**WORK REQUIRED:**
How many of the lines below contain "TariffType"? Reply with only that figure.

---- INFORMATION SHOWN

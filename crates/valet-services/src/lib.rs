//! Business logic services for ValetPark
//!
//! This crate contains the services that orchestrate valet operations:
//! cost calculation and persistence, the session lifecycle, and tariff
//! administration.
//!
//! # Architecture
//!
//! Services are designed to be composable and testable:
//! - Each service owns its dependencies (repositories, config)
//! - Services are wrapped in Arc for safe sharing across async tasks
//! - All operations are instrumented with tracing
//! - Comprehensive error handling with AppError
//!
//! # Services
//!
//! - `CostService` - Cost quoting, caching and finalization
//! - `SessionManager` - Valet session lifecycle, payment gate and ledger
//! - `TariffService` - Tariff CRUD, defaults and cache invalidation

pub mod cost;
pub mod session_manager;
pub mod tariff_admin;

#[cfg(test)]
pub(crate) mod test_support;

pub use cost::{CostQuote, CostService};
pub use session_manager::{
    CreateSessionInput, PaymentInput, PaymentReceipt, ReturnRequestOutcome, SessionManager,
};
pub use tariff_admin::{TariffService, TariffUpdate};

/// Business logic constants
pub mod constants {
    /// Attempts to find a free session number before giving up
    pub const SESSION_NUMBER_MAX_ATTEMPTS: u32 = 10;

    /// Default page size for session listings
    pub const DEFAULT_LIST_LIMIT: i64 = 50;

    /// Hard cap on session listing page size
    pub const MAX_LIST_LIMIT: i64 = 500;
}
//! Cost service
//!
//! Bridges the pure tariff calculator and the session store. Open sessions
//! get a live cost recomputed against "now" and cached on the row; ended
//! sessions (completed or cancelled) get the cost frozen against their
//! terminal timestamp. A frozen cost is never recomputed.

use chrono::{DateTime, Utc};
use rust_decimal::Decimal;
use serde::Serialize;
use serde_json::Value as JsonValue;
use std::sync::Arc;
use tracing::{debug, instrument, warn};
use valet_core::{
    models::{CostCalculation, Tariff, ValetSession},
    traits::{CostUpdate, Repository, SessionRepository, TariffRepository},
    AppError, AppResult,
};

/// Cost quote for a session
#[derive(Debug, Clone, Serialize)]
pub struct CostQuote {
    /// Amount owed for the stay so far (or the frozen final amount)
    pub cost: Decimal,

    /// Structured breakdown, as persisted on the session
    pub calculation: Option<JsonValue>,

    /// Whether the amount is frozen
    pub is_final: bool,
}

/// Cost calculation and caching service
pub struct CostService<S: SessionRepository, T: TariffRepository> {
    session_repo: Arc<S>,
    tariff_repo: Arc<T>,
}

impl<S: SessionRepository, T: TariffRepository> CostService<S, T> {
    /// Create a new cost service
    pub fn new(session_repo: Arc<S>, tariff_repo: Arc<T>) -> Self {
        Self {
            session_repo,
            tariff_repo,
        }
    }

    /// End of the billing interval for a session
    ///
    /// Open sessions bill up to "now"; terminal sessions bill up to their
    /// last update, which is when they entered the terminal status.
    fn billing_end(session: &ValetSession) -> DateTime<Utc> {
        if session.status.is_terminal() {
            session.updated_at
        } else {
            Utc::now()
        }
    }

    /// Run the pure calculator for a session against its tariff
    pub fn compute(
        tariff: &Tariff,
        session: &ValetSession,
        is_final: bool,
    ) -> CostCalculation {
        let elapsed = Self::billing_end(session) - session.created_at;
        tariff.calculate_cost(elapsed, session.has_subscription, is_final)
    }

    /// Load the tariff assigned to a session
    async fn session_tariff(&self, session: &ValetSession) -> AppResult<Tariff> {
        let tariff_id = session
            .tariff_id
            .ok_or_else(|| AppError::TariffNotFound("no tariff assigned".to_string()))?;

        self.tariff_repo
            .find_by_id(tariff_id)
            .await?
            .ok_or_else(|| AppError::TariffNotFound(tariff_id.to_string()))
    }

    /// Quote the current cost for a session
    ///
    /// Finalized sessions return the cached value untouched. Open sessions
    /// recompute against "now" and persist the result so the cached columns
    /// stay current for listings. A terminal session that was never
    /// finalized (e.g. cancelled without a cost read) is frozen here, on
    /// its first read after the transition.
    #[instrument(skip(self, session), fields(session_id = session.id))]
    pub async fn quote(&self, session: &ValetSession) -> AppResult<CostQuote> {
        if session.is_cost_final {
            debug!("Session {} cost is final, returning cached value", session.id);
            return Ok(CostQuote {
                cost: session.calculated_cost.unwrap_or(Decimal::ZERO),
                calculation: session.cost_calculation_details.clone(),
                is_final: true,
            });
        }

        let freeze = session.status.is_terminal();
        let tariff = self.session_tariff(session).await?;
        let calc = Self::compute(&tariff, session, freeze);
        let details = serde_json::to_value(&calc.breakdown)?;

        let updated = self
            .session_repo
            .save_cost(
                session.id,
                &CostUpdate {
                    calculated_cost: Some(calc.total_cost),
                    cost_calculation_details: Some(details.clone()),
                    cost_calculated_at: Some(Utc::now()),
                    is_cost_final: freeze,
                },
            )
            .await?;

        debug!(
            "Quoted session {}: {} ({} billable hours)",
            updated.id, calc.total_cost, calc.billable_hours
        );

        Ok(CostQuote {
            cost: calc.total_cost,
            calculation: Some(details),
            is_final: freeze,
        })
    }

    /// Freeze the cost of an ended session
    ///
    /// Idempotent: finalizing an already-final session returns it unchanged.
    #[instrument(skip(self, session), fields(session_id = session.id))]
    pub async fn finalize(&self, session: &ValetSession) -> AppResult<ValetSession> {
        if session.is_cost_final {
            debug!("Session {} already finalized", session.id);
            return Ok(session.clone());
        }

        if !session.status.is_terminal() {
            return Err(AppError::SessionNotCompleted);
        }

        let tariff = self.session_tariff(session).await?;
        let calc = Self::compute(&tariff, session, true);
        let details = serde_json::to_value(&calc.breakdown)?;

        let updated = self
            .session_repo
            .save_cost(
                session.id,
                &CostUpdate {
                    calculated_cost: Some(calc.total_cost),
                    cost_calculation_details: Some(details),
                    cost_calculated_at: Some(Utc::now()),
                    is_cost_final: true,
                },
            )
            .await?;

        debug!("Finalized session {} at {}", updated.id, calc.total_cost);

        Ok(updated)
    }

    /// Recompute and persist the live cost, best effort
    ///
    /// Used for side-effect recalculations (e.g. the car was just parked)
    /// where a calculation failure must not abort the primary operation.
    pub async fn refresh_quietly(&self, session: &ValetSession) -> Option<CostQuote> {
        match self.quote(session).await {
            Ok(quote) => Some(quote),
            Err(e) => {
                warn!("Cost refresh for session {} failed: {}", session.id, e);
                None
            }
        }
    }
}

#[cfg(test)]
mod tests {
    use super::*;
    use crate::test_support::{MemorySessions, MemoryTariffs};
    use chrono::Duration;
    use rust_decimal_macros::dec;
    use valet_core::models::{SessionStatus, TariffType};
    use valet_db::{PgSessionRepository, PgTariffRepository};

    type TestCostService = CostService<PgSessionRepository, PgTariffRepository>;

    fn hourly_tariff() -> Tariff {
        Tariff {
            id: 1,
            name: "Guest Standard".to_string(),
            tariff_type: TariffType::Hourly,
            price_per_hour: dec!(100),
            free_minutes: 15,
            minimum_hours: 1,
            ..Default::default()
        }
    }

    #[test]
    fn test_compute_open_session_bills_to_now() {
        let session = ValetSession {
            created_at: Utc::now() - Duration::minutes(90),
            status: SessionStatus::Parked,
            ..Default::default()
        };

        let calc = TestCostService::compute(&hourly_tariff(), &session, false);
        // 90 minutes less 15 free = 75 minutes, billed as 2 started hours
        assert_eq!(calc.billable_hours, 2);
        assert_eq!(calc.total_cost, dec!(200));
        assert!(!calc.is_final);
    }

    #[test]
    fn test_compute_terminal_session_bills_to_updated_at() {
        let start = Utc::now() - Duration::hours(10);
        let session = ValetSession {
            created_at: start,
            updated_at: start + Duration::minutes(50),
            status: SessionStatus::Completed,
            ..Default::default()
        };

        let calc = TestCostService::compute(&hourly_tariff(), &session, true);
        // Interval is the 50 minutes up to completion, not the 10 hours
        // since creation.
        assert_eq!(calc.billable_hours, 1);
        assert_eq!(calc.total_cost, dec!(100));
        assert!(calc.is_final);
    }

    #[tokio::test]
    async fn test_quote_freezes_cancelled_session() {
        let start = Utc::now() - Duration::hours(3);
        let sessions = Arc::new(MemorySessions::with(vec![ValetSession {
            id: 1,
            status: SessionStatus::Cancelled,
            tariff_id: Some(1),
            calculated_cost: Some(dec!(100)),
            created_at: start,
            updated_at: start + Duration::hours(2),
            ..Default::default()
        }]));
        let tariffs = Arc::new(MemoryTariffs::with(vec![hourly_tariff()]));
        let service = CostService::new(Arc::clone(&sessions), tariffs);

        let quote = service.quote(&sessions.get(1).unwrap()).await.unwrap();
        // 2 hours less 15 free minutes bills 2 started hours
        assert_eq!(quote.cost, dec!(200));
        assert!(quote.is_final);
        assert!(sessions.get(1).unwrap().is_cost_final);
    }

    #[tokio::test]
    async fn test_price_change_leaves_settled_bill_alone() {
        let start = Utc::now() - Duration::hours(3);
        let cancelled = ValetSession {
            id: 1,
            status: SessionStatus::Cancelled,
            tariff_id: Some(1),
            calculated_cost: Some(dec!(100)),
            created_at: start,
            updated_at: start + Duration::hours(2),
            ..Default::default()
        };
        let parked = ValetSession {
            id: 2,
            status: SessionStatus::Parked,
            tariff_id: Some(1),
            calculated_cost: Some(dec!(100)),
            created_at: start,
            ..Default::default()
        };
        let sessions = Arc::new(MemorySessions::with(vec![cancelled, parked]));
        let tariffs = Arc::new(MemoryTariffs::with(vec![hourly_tariff()]));
        let service = CostService::new(Arc::clone(&sessions), Arc::clone(&tariffs));

        let settled = service.quote(&sessions.get(1).unwrap()).await.unwrap();
        assert_eq!(settled.cost, dec!(200));

        // Admin doubles the price; the sweep touches only the open session.
        tariffs.set_price_per_hour(1, dec!(200));
        let reset = sessions.reset_costs_for_tariff(1).await.unwrap();
        assert_eq!(reset, 1);
        assert!(sessions.get(2).unwrap().calculated_cost.is_none());

        let again = service.quote(&sessions.get(1).unwrap()).await.unwrap();
        assert_eq!(again.cost, dec!(200));
        assert!(again.is_final);
    }

    #[test]
    fn test_compute_subscribed_free_tariff() {
        let free = Tariff {
            tariff_type: TariffType::Free,
            ..Default::default()
        };
        let session = ValetSession {
            created_at: Utc::now() - Duration::days(3),
            has_subscription: true,
            status: SessionStatus::Parked,
            ..Default::default()
        };

        let calc = TestCostService::compute(&free, &session, false);
        assert_eq!(calc.total_cost, dec!(0));
    }
}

--------

**RESPONSE AREA:**
3